Why the US men’s soccer team is destined to fail

U.S. men's soccer team open to public

U.S. men's soccer team goalkeeper Tim Howard scrimmages during a public training session at EverBank Field in Jacksonville, Fla., Friday, June 6, 2014 before Saturday's friendly match against Nigeria ahead of the World Cup Championship. (Credit: (AP Photo/The Florida Times-Union, Gary McCullough))


David beating Goliath is very exciting – unless you’re a fan of Goliath.


The United States has 330 million people and a massive youth soccer system, yet its men’s national soccer team just got bushwhacked by a team from Trinidad and Tobago, a country with 1.3 million residents.


How could this happen?


It’s not just about cultural norms. (Even if 90 percent of the U.S. population didn’t care about soccer, 33 million still would.) It’s not just about high school football teams siphoning off potential soccer talent. (There’s talent enough to go around when you have all those people.) It’s not just about U.S. soccer’s leadership and disorganization. (There are ineffective bureaucracies everywhere.) It’s not just about the unimaginative style of soccer played by U.S. teams. (Nobody criticizes the German team for its methodical style of play.)

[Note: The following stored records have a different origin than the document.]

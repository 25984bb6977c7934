//! OpenAPI specification and Swagger UI configuration.

use utoipa::OpenApi;

#[derive(OpenApi)]
#[openapi(
    info(
        title = "Campaign Segments API",
        version = "0.1.0",
        description = "Contact segmentation for email campaigns.\n\nDefine segments as optional clauses over contact status, email, GDPR consent and list membership; preview them with dry runs and materialize their counts with builds.",
        license(name = "MIT"),
    ),
    tags(
        (name = "Segments", description = "Segment definitions, dry runs, builds and member resolution"),
        (name = "Operations", description = "Health, readiness, and liveness probes"),
    ),
    paths(
        // Segments
        crate::segment_rest::list_segments,
        crate::segment_rest::create_segment,
        crate::segment_rest::get_segment,
        crate::segment_rest::update_segment,
        crate::segment_rest::delete_segment,
        crate::segment_rest::build_segment,
        crate::segment_rest::segment_members,
        // Operations
        crate::rest::health_check,
        crate::rest::readiness,
        crate::rest::liveness,
    ),
    components(schemas(
        // Segment types
        campaign_segmentation::Segment,
        campaign_segmentation::SegmentDefinition,
        campaign_segmentation::EvaluationResult,
        campaign_segmentation::MemberResolution,
        campaign_segmentation::DefinitionWarning,
        campaign_core::types::ContactStatus,
        campaign_core::types::ContactSummary,
        crate::segment_rest::CreateSegmentRequest,
        crate::segment_rest::UpdateSegmentRequest,
        crate::segment_rest::BuildRequest,
        // REST error/health types
        crate::rest::ErrorResponse,
        crate::rest::HealthResponse,
    ))
)]
pub struct ApiDoc;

Instead the problem is the American system of identifying and cultivating soccer talent – or, more accurately, not identifying this talent.

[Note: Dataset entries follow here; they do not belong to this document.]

//! End-to-end segment lifecycle: definitions evaluated against an in-memory
//! directory through the engine, with a local materialization store.

use async_trait::async_trait;
use campaign_cache::{LocalMaterializationStore, MaterializationStore};
use campaign_core::config::SegmentationConfig;
use campaign_core::types::{Contact, ContactId, ContactStatus};
use campaign_core::{CampaignError, CampaignResult};
use campaign_segmentation::{
    ContactSource, DefinitionBuilder, EvaluationMode, InMemoryDirectory, SegmentDefinition,
    SegmentationEngine,
};
use chrono::Utc;
use serde_json::json;
use std::sync::atomic::{AtomicBool, Ordering};
use std::sync::Arc;
use std::time::Duration;
use tokio::sync::Notify;

fn contact(id: ContactId, status: ContactStatus, email: &str, consent: bool) -> Contact {
    Contact {
        id,
        email: Some(email.to_string()),
        name: Some(format!("Contact {id}")),
        status,
        gdpr_consent_at: consent.then(Utc::now),
    }
}

fn config(batch_size: usize, max_concurrent_batches: usize) -> SegmentationConfig {
    SegmentationConfig {
        batch_size,
        sample_size: 5,
        max_concurrent_batches,
        ..SegmentationConfig::default()
    }
}

struct Harness {
    engine: Arc<SegmentationEngine>,
    store: Arc<LocalMaterializationStore>,
}

fn harness(directory: Arc<InMemoryDirectory>) -> Harness {
    harness_with(directory.clone(), directory, config(4, 3))
}

fn harness_with(
    contacts: Arc<dyn ContactSource>,
    directory: Arc<InMemoryDirectory>,
    config: SegmentationConfig,
) -> Harness {
    let store = Arc::new(LocalMaterializationStore::new());
    let engine = SegmentationEngine::new(contacts, directory, store.clone(), &config);
    Harness {
        engine: Arc::new(engine),
        store,
    }
}

fn definition(value: serde_json::Value) -> SegmentDefinition {
    SegmentDefinition::from_json(&value).unwrap()
}

#[tokio::test]
async fn status_clause_counts_only_active_contacts() {
    let directory = Arc::new(InMemoryDirectory::new());
    for id in 1..=15 {
        let status = if id <= 10 {
            ContactStatus::Active
        } else {
            ContactStatus::Unsubscribed
        };
        directory.upsert_contact(contact(id, status, &format!("c{id}@example.com"), false));
    }
    let h = harness(directory);

    let segment = h
        .engine
        .create_segment("Active", definition(json!({ "status": "active" })))
        .await
        .unwrap();
    let result = h.engine.dry_run(segment.id).await.unwrap();
    assert_eq!(result.match_count, 10);
    assert!(result.sample.iter().all(|c| c.status == ContactStatus::Active));
}

#[tokio::test]
async fn in_list_clause_matches_any_listed_membership() {
    let directory = Arc::new(InMemoryDirectory::new());
    directory.upsert_list(1, "One");
    directory.upsert_list(2, "Two");
    directory.upsert_contact(contact(1, ContactStatus::Active, "a@example.com", false));
    directory.upsert_contact(contact(2, ContactStatus::Active, "b@example.com", false));
    directory.add_to_list(1, 1);
    let h = harness(directory);

    let segment = h
        .engine
        .create_segment("Lists", definition(json!({ "inListIds": [1, 2] })))
        .await
        .unwrap();
    let result = h.engine.dry_run(segment.id).await.unwrap();
    assert_eq!(result.match_count, 1);
    let ids: Vec<_> = result.sample.iter().map(|c| c.id).collect();
    assert_eq!(ids, vec![1]);
    assert!(result.warnings.is_empty());
}

#[tokio::test]
async fn not_in_list_clause_excludes_members() {
    let directory = Arc::new(InMemoryDirectory::new());
    directory.upsert_list(3, "Suppression");
    for id in 1..=3 {
        directory.upsert_contact(contact(id, ContactStatus::Active, "x@example.com", false));
    }
    directory.add_to_list(2, 3);
    let h = harness(directory);

    let segment = h
        .engine
        .create_segment("Not suppressed", definition(json!({ "notInListIds": [3] })))
        .await
        .unwrap();
    let result = h.engine.dry_run(segment.id).await.unwrap();
    assert_eq!(result.match_count, 2);
    assert!(result.sample.iter().all(|c| c.id != 2));
}

#[tokio::test]
async fn consent_and_email_clauses_both_apply() {
    let directory = Arc::new(InMemoryDirectory::new());
    directory.upsert_contact(contact(1, ContactStatus::Active, "one@example.com", true));
    directory.upsert_contact(contact(2, ContactStatus::Active, "two@other.org", true));
    directory.upsert_contact(contact(3, ContactStatus::Active, "three@EXAMPLE.com", true));
    directory.upsert_contact(contact(4, ContactStatus::Active, "four@example.com", false));
    let h = harness(directory);

    let segment = h
        .engine
        .create_segment(
            "Consented example.com",
            definition(json!({ "gdprConsent": true, "emailContains": "@example.com" })),
        )
        .await
        .unwrap();
    let result = h.engine.dry_run(segment.id).await.unwrap();
    let ids: Vec<_> = result.sample.iter().map(|c| c.id).collect();
    assert_eq!(ids, vec![1, 3]);
    assert_eq!(result.match_count, 2);
}

#[tokio::test]
async fn repeated_builds_keep_count_and_advance_timestamp() {
    let h = harness(Arc::new(InMemoryDirectory::with_demo_data()));
    let segment = h
        .engine
        .create_segment("Newsletter", DefinitionBuilder::new().in_any_list([1]).build())
        .await
        .unwrap();

    let first = h.engine.build(segment.id).await.unwrap();
    let second = h.engine.build(segment.id).await.unwrap();
    assert_eq!(first.match_count, second.match_count);
    assert_eq!(second.segment.materialized_count, Some(second.match_count));
    assert!(second.segment.last_built_at > first.segment.last_built_at);
}

#[tokio::test]
async fn results_do_not_depend_on_batching() {
    let directory = Arc::new(InMemoryDirectory::with_demo_data());
    let def = DefinitionBuilder::new()
        .status(ContactStatus::Active)
        .in_any_list([1, 2])
        .in_no_list([3])
        .build();

    let mut outcomes = Vec::new();
    for (batch_size, concurrency) in [(1, 1), (7, 4), (64, 2), (500, 8)] {
        let h = harness_with(directory.clone(), directory.clone(), config(batch_size, concurrency));
        let segment = h.engine.create_segment("Mixed", def.clone()).await.unwrap();
        let result = h.engine.dry_run(segment.id).await.unwrap();
        outcomes.push((result.match_count, result.sample));
    }
    assert!(outcomes.windows(2).all(|pair| pair[0] == pair[1]));
    assert!(outcomes[0].0 > 0);
}

#[tokio::test]
async fn dry_run_never_touches_the_store() {
    let h = harness(Arc::new(InMemoryDirectory::with_demo_data()));
    let segment = h
        .engine
        .create_segment("All", SegmentDefinition::empty())
        .await
        .unwrap();

    h.engine.dry_run(segment.id).await.unwrap();
    assert!(h.store.read(segment.id).await.unwrap().is_none());

    let built = h.engine.build(segment.id).await.unwrap();
    let stored = h.store.read(segment.id).await.unwrap().unwrap();
    assert_eq!(stored.match_count, 200);
    assert_eq!(Some(stored.built_at), built.segment.last_built_at);

    h.engine.dry_run(segment.id).await.unwrap();
    assert_eq!(h.store.read(segment.id).await.unwrap(), Some(stored));
}

#[tokio::test]
async fn unknown_lists_are_reported_not_rejected() {
    let h = harness(Arc::new(InMemoryDirectory::with_demo_data()));
    let segment = h
        .engine
        .create_segment("Ghost list", DefinitionBuilder::new().in_any_list([1, 99]).build())
        .await
        .unwrap();
    let result = h.engine.dry_run(segment.id).await.unwrap();
    assert!(result.match_count > 0);
    let rendered = serde_json::to_value(&result.warnings).unwrap();
    assert_eq!(rendered, json!([{ "kind": "unknown_list_ids", "list_ids": [99] }]));
}

/// Wraps a directory and parks the first page fetch until released.
struct GatedSource {
    inner: Arc<InMemoryDirectory>,
    armed: AtomicBool,
    entered: Notify,
    release: Notify,
}

impl GatedSource {
    fn new(inner: Arc<InMemoryDirectory>) -> Self {
        Self {
            inner,
            armed: AtomicBool::new(true),
            entered: Notify::new(),
            release: Notify::new(),
        }
    }
}

#[async_trait]
impl ContactSource for GatedSource {
    async fn fetch_page(&self, after: Option<ContactId>, limit: usize) -> CampaignResult<Vec<Contact>> {
        if self.armed.swap(false, Ordering::SeqCst) {
            self.entered.notify_one();
            self.release.notified().await;
        }
        self.inner.fetch_page(after, limit).await
    }
}

#[tokio::test]
async fn concurrent_build_is_rejected_but_dry_run_proceeds() {
    let directory = Arc::new(InMemoryDirectory::with_demo_data());
    let gated = Arc::new(GatedSource::new(directory.clone()));
    let h = harness_with(gated.clone(), directory, config(50, 2));
    let segment = h
        .engine
        .create_segment("All", SegmentDefinition::empty())
        .await
        .unwrap();

    let engine = h.engine.clone();
    let id = segment.id;
    let first = tokio::spawn(async move { engine.build(id).await });
    gated.entered.notified().await;

    let conflict = h.engine.build(segment.id).await.unwrap_err();
    assert!(matches!(conflict, CampaignError::BuildInProgress(_)));

    let preview = h.engine.dry_run(segment.id).await.unwrap();
    assert_eq!(preview.match_count, 200);
    assert!(preview.segment.build_in_progress);

    gated.release.notify_one();
    let built = first.await.unwrap().unwrap();
    assert_eq!(built.segment.materialized_count, Some(200));
    assert!(!built.segment.build_in_progress);
}

#[tokio::test]
async fn timed_out_build_commits_nothing() {
    let directory = Arc::new(InMemoryDirectory::with_demo_data());
    let gated = Arc::new(GatedSource::new(directory.clone()));
    let h = harness_with(gated.clone(), directory, config(50, 2));
    let segment = h
        .engine
        .create_segment("All", SegmentDefinition::empty())
        .await
        .unwrap();

    let err = h
        .engine
        .evaluate(segment.id, EvaluationMode::Build, Some(Duration::from_millis(25)))
        .await
        .unwrap_err();
    assert!(matches!(err, CampaignError::Timeout { .. }));
    assert!(h.store.read(segment.id).await.unwrap().is_none());

    // The lease went with the cancelled scan.
    let retried = h.engine.build(segment.id).await.unwrap();
    assert_eq!(retried.match_count, 200);
}

#[tokio::test]
async fn segment_deleted_mid_build_leaves_no_materialization() {
    let directory = Arc::new(InMemoryDirectory::with_demo_data());
    let gated = Arc::new(GatedSource::new(directory.clone()));
    let h = harness_with(gated.clone(), directory, config(50, 2));
    let segment = h
        .engine
        .create_segment("Short lived", SegmentDefinition::empty())
        .await
        .unwrap();

    let engine = h.engine.clone();
    let id = segment.id;
    let build = tokio::spawn(async move { engine.build(id).await });
    gated.entered.notified().await;

    h.engine.delete_segment(segment.id).await.unwrap();
    gated.release.notify_one();

    let err = build.await.unwrap().unwrap_err();
    assert!(matches!(err, CampaignError::NotFound(_)));
    assert!(h.store.read(segment.id).await.unwrap().is_none());
    assert!(h.store.is_empty());
}

#[tokio::test]
async fn members_resolve_against_live_data() {
    let directory = Arc::new(InMemoryDirectory::new());
    directory.upsert_list(1, "Newsletter");
    for id in 1..=6 {
        directory.upsert_contact(contact(id, ContactStatus::Active, "m@example.com", false));
        if id % 2 == 0 {
            directory.add_to_list(id, 1);
        }
    }
    let h = harness(directory.clone());
    let segment = h
        .engine
        .create_segment("Evens", DefinitionBuilder::new().in_any_list([1]).build())
        .await
        .unwrap();
    h.engine.build(segment.id).await.unwrap();

    directory.remove_from_list(4, 1);
    let members = h.engine.resolve_members(segment.id, None).await.unwrap();
    assert_eq!(members.contact_ids, vec![2, 6]);

    // The stored count is only refreshed by an explicit build.
    let stored = h.engine.get_segment(segment.id).await.unwrap();
    assert_eq!(stored.materialized_count, Some(3));
}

For the past six years I have been researching and writing about the commercialized youth sports industry, including a youth soccer system that excludes low-income and nonsuburban families from participating at the same rate as higher-income families.


U.S. kids don’t play soccer with bare feet on hardscrabble barrio fields where creativity dominates the action and with few grownups in sight.


Instead, too many American kids play soccer in high-tech cleats on manicured suburban fields, where they stand around quietly until an adult (often paid) runs them through repetitive drills – all to prepare for an expensive tournament three states away.


Commercial components permeate every aspect of the youth game. Research presented in my recent book on college and youth sports shows that family income is highly correlated with youth soccer participation. About 25 percent of American families have incomes over US$100,000 annually, yet they produce 35 percent of youth soccer players.


Conversely, the 25 percent of families with incomes below $25,000 account for only 13 percent of youth soccer players. Forty percent of youth soccer players will leave the sport between ages 13 and 18.


Many leave for financial reasons. Kids interested in playing soccer must increasingly pay for apparel, equipment, team fees, coaches, trainers, tournament travel and field space. It’s not unusual for families to spend over $10,000 per child per year to play organized youth soccer. `


The result is a system more attuned to identifying the best payers than the best players.


Those remaining in what I call the pay-to-play soccer system increasingly sign up for high-cost tournaments like the annual Disney Boys’ Soccer Showcase, with the idea that it’ll increase their chances of being identified by the national team or college recruiters who frequent the expensive tournaments.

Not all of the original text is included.